#### [What you will do]
After locating the line that contains "filename crates/atc-codegen/src/stack.rs" in the records below, write out exactly that line and each line after it through the one that contains "value is two", and nothing else.

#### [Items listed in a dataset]
--------------------
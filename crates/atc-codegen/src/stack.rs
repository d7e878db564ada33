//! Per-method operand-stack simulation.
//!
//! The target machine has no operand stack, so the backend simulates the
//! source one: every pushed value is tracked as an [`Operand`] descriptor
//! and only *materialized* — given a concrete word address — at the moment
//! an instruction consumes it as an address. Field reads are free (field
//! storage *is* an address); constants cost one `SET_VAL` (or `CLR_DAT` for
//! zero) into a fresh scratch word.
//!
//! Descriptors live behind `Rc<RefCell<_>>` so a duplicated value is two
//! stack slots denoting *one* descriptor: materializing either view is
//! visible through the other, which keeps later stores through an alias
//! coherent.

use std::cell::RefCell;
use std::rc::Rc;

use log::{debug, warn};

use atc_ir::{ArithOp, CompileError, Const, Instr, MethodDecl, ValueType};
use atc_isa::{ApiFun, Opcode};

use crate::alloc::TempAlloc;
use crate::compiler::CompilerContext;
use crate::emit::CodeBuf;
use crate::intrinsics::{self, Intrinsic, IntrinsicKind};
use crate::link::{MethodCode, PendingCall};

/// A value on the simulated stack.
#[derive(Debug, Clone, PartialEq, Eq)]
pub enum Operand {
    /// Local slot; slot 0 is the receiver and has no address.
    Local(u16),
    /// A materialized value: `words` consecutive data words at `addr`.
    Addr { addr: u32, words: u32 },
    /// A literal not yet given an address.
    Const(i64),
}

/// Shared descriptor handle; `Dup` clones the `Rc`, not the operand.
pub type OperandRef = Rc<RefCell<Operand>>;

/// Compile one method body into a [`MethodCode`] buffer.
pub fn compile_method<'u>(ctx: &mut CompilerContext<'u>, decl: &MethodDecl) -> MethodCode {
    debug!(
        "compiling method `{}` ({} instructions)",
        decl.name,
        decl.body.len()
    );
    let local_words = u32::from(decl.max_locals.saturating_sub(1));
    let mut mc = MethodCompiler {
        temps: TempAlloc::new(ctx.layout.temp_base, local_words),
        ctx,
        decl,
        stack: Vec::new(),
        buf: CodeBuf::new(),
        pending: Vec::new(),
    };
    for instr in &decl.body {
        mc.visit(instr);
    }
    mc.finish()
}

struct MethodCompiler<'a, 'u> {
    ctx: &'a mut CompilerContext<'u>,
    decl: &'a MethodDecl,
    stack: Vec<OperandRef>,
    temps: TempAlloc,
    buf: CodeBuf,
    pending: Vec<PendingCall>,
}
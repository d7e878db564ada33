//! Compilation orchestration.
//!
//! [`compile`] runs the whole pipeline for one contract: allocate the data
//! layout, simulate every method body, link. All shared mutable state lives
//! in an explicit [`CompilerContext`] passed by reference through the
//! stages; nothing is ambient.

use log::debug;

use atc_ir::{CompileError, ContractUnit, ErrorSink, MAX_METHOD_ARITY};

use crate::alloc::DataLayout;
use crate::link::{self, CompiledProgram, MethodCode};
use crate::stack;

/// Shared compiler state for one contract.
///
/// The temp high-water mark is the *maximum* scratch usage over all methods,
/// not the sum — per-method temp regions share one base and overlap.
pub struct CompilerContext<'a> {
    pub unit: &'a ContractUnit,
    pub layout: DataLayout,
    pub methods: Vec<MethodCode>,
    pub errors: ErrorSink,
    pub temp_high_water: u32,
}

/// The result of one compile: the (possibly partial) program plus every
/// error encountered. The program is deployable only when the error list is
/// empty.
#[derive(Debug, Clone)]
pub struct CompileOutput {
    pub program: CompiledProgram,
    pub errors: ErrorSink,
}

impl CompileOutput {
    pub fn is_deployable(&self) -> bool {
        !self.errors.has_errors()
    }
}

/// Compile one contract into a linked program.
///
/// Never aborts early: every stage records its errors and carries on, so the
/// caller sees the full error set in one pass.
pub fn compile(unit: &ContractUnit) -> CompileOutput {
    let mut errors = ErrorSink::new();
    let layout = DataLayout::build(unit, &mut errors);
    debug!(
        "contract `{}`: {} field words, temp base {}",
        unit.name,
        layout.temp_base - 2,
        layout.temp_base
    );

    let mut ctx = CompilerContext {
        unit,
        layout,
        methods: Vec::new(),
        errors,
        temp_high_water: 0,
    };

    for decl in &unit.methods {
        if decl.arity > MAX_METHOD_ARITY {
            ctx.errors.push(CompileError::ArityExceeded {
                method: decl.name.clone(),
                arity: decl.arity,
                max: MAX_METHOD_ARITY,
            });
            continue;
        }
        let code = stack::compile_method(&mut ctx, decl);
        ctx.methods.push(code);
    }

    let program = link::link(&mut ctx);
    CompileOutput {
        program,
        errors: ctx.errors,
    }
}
--------------------
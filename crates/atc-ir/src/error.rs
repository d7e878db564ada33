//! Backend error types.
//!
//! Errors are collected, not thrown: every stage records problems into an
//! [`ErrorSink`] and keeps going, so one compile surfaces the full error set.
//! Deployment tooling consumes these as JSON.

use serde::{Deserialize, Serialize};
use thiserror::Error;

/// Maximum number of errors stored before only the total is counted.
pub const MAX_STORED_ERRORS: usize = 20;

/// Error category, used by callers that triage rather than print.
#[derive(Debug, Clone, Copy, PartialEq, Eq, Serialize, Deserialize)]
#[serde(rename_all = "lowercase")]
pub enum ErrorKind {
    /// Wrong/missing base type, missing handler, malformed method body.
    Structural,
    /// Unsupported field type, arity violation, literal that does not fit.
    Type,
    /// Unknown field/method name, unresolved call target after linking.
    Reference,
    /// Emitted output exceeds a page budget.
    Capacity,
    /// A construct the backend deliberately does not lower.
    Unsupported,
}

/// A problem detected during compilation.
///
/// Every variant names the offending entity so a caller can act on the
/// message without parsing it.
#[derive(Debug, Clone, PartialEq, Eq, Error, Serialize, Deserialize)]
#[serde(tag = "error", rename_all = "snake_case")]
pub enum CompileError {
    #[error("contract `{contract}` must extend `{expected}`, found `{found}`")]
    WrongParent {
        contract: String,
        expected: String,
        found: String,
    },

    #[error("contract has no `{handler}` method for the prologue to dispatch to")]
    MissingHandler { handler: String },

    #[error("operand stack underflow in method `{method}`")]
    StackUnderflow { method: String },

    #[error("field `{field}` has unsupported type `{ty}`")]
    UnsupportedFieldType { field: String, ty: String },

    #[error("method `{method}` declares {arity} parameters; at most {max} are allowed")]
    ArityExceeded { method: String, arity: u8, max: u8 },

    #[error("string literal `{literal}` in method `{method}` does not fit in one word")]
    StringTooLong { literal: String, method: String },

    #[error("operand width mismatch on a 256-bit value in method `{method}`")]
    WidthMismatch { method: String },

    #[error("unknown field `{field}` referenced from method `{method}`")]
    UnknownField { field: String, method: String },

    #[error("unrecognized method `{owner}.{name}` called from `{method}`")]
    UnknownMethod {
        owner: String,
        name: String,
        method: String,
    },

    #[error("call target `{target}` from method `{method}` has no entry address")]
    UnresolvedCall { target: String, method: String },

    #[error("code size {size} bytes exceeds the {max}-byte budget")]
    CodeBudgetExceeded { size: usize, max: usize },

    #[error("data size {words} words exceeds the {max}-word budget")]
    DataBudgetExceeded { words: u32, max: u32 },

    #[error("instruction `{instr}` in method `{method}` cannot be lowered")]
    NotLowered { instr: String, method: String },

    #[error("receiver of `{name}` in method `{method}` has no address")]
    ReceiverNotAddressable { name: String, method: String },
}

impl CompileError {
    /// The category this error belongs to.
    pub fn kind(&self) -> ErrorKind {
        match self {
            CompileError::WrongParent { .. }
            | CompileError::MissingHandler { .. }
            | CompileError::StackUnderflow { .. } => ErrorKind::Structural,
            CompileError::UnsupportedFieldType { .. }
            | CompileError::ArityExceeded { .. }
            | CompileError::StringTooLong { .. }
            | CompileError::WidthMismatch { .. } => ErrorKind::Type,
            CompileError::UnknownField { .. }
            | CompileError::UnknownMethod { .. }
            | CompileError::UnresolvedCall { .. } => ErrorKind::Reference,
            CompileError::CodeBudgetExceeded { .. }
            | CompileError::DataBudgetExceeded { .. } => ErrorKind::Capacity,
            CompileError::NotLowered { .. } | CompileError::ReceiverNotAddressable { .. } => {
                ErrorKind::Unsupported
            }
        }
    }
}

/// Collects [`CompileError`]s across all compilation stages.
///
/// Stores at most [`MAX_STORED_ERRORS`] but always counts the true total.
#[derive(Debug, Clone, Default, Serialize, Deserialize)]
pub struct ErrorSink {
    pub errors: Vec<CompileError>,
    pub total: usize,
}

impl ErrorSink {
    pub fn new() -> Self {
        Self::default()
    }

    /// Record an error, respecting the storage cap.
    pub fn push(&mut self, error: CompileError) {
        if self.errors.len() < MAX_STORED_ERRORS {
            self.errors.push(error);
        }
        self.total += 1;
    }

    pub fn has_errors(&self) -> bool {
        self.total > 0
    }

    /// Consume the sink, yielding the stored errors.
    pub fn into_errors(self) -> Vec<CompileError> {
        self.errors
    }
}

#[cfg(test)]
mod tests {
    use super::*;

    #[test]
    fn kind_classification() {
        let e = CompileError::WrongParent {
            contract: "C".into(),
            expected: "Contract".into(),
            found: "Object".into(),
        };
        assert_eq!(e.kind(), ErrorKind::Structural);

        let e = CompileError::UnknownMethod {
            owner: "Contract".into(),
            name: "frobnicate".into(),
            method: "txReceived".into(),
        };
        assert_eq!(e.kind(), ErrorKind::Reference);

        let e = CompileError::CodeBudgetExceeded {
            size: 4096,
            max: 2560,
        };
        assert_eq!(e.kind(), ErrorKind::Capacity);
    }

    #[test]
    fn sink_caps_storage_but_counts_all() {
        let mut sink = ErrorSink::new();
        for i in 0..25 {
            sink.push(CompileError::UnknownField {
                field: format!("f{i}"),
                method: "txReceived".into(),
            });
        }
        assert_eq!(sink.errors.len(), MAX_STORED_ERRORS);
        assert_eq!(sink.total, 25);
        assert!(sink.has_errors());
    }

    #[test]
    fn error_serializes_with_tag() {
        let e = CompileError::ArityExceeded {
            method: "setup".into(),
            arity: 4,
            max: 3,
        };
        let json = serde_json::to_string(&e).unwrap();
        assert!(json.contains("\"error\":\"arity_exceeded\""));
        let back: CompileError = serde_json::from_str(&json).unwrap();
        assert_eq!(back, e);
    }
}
--------------------
#### [Answer box]
filename crates/atc-codegen/src/stack.rs
repository d7e878db564ada33
//! Per-method operand-stack simulation.
//!
//! The target machine has no operand stack, so the backend simulates the
//! source one: every pushed value is tracked as an [`Operand`] descriptor
//! and only *materialized* — given a concrete word address — at the moment
//! an instruction consumes it as an address. Field reads are free (field
//! storage *is* an address); constants cost one `SET_VAL` (or `CLR_DAT` for
//! zero) into a fresh scratch word.
//!
//! Descriptors live behind `Rc<RefCell<_>>` so a duplicated value is two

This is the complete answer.